▸ PROBLEM STATEMENT
Find the string "written" in the data, then copy every line where it is found.

(Collected data)
• • • • • • •

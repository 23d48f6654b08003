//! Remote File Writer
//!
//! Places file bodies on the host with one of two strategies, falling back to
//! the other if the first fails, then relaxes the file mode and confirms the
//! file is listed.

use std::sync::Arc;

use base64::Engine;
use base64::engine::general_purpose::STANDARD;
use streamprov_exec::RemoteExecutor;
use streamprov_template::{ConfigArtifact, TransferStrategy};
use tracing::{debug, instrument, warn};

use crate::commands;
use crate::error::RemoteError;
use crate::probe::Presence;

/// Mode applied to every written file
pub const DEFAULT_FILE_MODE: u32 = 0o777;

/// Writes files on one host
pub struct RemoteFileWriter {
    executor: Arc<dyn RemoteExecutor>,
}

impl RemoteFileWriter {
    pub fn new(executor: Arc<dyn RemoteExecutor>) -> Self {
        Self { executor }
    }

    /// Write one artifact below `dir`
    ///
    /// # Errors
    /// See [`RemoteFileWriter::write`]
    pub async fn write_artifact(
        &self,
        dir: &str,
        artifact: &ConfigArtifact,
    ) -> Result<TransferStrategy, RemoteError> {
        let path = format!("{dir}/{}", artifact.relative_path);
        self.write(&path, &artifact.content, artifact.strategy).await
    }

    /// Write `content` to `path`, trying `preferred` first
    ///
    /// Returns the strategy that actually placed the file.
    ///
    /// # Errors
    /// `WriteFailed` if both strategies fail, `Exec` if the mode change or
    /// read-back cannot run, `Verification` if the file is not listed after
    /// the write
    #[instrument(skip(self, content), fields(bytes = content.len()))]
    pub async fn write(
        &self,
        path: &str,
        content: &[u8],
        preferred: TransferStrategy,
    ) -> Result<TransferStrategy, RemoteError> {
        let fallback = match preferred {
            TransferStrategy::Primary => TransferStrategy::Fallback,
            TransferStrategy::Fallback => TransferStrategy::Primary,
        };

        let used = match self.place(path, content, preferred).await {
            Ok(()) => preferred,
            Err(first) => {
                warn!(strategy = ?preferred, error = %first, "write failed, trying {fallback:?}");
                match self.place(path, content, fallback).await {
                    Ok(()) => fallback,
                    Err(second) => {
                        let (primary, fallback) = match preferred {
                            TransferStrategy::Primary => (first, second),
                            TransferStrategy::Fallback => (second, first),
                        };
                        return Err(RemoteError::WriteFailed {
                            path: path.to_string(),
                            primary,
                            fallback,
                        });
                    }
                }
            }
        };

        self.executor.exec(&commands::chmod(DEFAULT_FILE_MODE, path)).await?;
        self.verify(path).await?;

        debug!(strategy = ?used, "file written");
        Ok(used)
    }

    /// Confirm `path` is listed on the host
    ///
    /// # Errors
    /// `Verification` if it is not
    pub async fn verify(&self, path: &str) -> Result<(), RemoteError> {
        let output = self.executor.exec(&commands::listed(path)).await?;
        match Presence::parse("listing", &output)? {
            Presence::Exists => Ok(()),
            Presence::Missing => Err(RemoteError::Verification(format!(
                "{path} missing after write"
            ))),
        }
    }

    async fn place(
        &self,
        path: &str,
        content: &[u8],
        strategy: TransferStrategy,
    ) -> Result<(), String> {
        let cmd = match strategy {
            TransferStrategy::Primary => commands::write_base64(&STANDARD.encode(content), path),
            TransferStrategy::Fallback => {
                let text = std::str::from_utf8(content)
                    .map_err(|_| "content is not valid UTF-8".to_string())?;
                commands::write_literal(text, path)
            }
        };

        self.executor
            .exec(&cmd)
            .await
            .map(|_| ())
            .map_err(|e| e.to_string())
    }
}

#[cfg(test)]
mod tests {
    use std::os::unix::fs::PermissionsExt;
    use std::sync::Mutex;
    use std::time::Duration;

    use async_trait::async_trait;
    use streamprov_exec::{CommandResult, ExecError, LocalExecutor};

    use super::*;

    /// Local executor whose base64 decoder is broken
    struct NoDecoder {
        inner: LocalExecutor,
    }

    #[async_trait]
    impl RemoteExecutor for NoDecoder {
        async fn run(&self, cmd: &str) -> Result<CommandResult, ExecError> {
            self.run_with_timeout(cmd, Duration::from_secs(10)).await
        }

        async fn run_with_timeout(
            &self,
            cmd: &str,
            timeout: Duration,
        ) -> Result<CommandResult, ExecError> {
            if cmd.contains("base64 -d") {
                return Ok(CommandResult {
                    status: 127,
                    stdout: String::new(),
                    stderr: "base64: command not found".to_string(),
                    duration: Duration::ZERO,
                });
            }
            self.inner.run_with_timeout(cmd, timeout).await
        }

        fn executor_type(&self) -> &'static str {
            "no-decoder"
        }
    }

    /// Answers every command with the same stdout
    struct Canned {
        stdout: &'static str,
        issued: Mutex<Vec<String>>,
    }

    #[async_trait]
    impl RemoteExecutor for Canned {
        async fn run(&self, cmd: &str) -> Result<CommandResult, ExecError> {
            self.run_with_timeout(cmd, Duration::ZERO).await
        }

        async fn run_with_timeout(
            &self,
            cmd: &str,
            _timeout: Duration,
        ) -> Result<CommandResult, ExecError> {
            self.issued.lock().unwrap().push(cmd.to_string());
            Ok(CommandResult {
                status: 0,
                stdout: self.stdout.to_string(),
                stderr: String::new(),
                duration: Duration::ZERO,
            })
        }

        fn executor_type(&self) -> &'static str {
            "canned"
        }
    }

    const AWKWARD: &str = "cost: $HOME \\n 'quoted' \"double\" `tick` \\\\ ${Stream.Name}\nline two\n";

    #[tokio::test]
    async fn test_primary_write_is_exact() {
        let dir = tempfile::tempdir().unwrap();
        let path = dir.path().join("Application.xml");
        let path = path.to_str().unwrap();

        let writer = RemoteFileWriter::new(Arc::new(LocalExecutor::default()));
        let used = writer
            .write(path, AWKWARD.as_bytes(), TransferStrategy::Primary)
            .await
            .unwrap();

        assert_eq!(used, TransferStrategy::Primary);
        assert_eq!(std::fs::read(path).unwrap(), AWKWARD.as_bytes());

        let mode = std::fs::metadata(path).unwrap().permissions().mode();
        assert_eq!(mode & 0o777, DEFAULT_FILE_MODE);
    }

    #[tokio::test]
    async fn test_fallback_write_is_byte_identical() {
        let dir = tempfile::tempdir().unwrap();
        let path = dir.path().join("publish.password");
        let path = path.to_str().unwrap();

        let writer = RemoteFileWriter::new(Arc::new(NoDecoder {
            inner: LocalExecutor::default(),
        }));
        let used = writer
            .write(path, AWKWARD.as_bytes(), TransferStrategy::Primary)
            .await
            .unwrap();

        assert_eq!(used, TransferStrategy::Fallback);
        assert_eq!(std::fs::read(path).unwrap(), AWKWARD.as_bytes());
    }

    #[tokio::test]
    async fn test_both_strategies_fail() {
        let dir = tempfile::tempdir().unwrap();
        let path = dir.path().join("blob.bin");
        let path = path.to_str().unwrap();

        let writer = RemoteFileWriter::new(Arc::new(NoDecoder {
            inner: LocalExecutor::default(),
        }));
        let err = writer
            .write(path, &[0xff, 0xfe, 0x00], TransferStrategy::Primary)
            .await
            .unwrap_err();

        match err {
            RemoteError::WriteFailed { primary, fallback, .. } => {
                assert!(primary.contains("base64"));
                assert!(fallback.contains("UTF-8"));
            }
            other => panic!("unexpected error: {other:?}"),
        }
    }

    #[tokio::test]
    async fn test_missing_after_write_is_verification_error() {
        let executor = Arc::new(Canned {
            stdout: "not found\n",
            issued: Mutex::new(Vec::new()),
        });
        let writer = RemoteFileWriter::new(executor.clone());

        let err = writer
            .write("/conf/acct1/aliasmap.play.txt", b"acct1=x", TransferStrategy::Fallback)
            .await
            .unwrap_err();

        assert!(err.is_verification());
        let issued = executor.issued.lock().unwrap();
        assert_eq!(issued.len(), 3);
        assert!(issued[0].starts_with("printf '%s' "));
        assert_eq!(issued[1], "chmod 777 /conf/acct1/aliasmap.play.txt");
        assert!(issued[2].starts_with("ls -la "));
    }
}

• • • • • • •

▸ ANSWER TO THIS EXERCISE
/// Mode applied to every written file
        debug!(strategy = ?used, "file written");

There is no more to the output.